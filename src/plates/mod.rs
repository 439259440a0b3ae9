pub mod simulation;
pub mod types;

pub use simulation::{pick_weighted, PlateSimulation};
pub use types::{Plate, PlateId, PlateType};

(Task brief): Copy the listing exactly.

(Answer space):
filename src/plates/mod.rs
repository 439259440a0b3ae9
pub mod simulation;
pub mod types;

pub use simulation::{pick_weighted, PlateSimulation};
pub use types::{Plate, PlateId, PlateType};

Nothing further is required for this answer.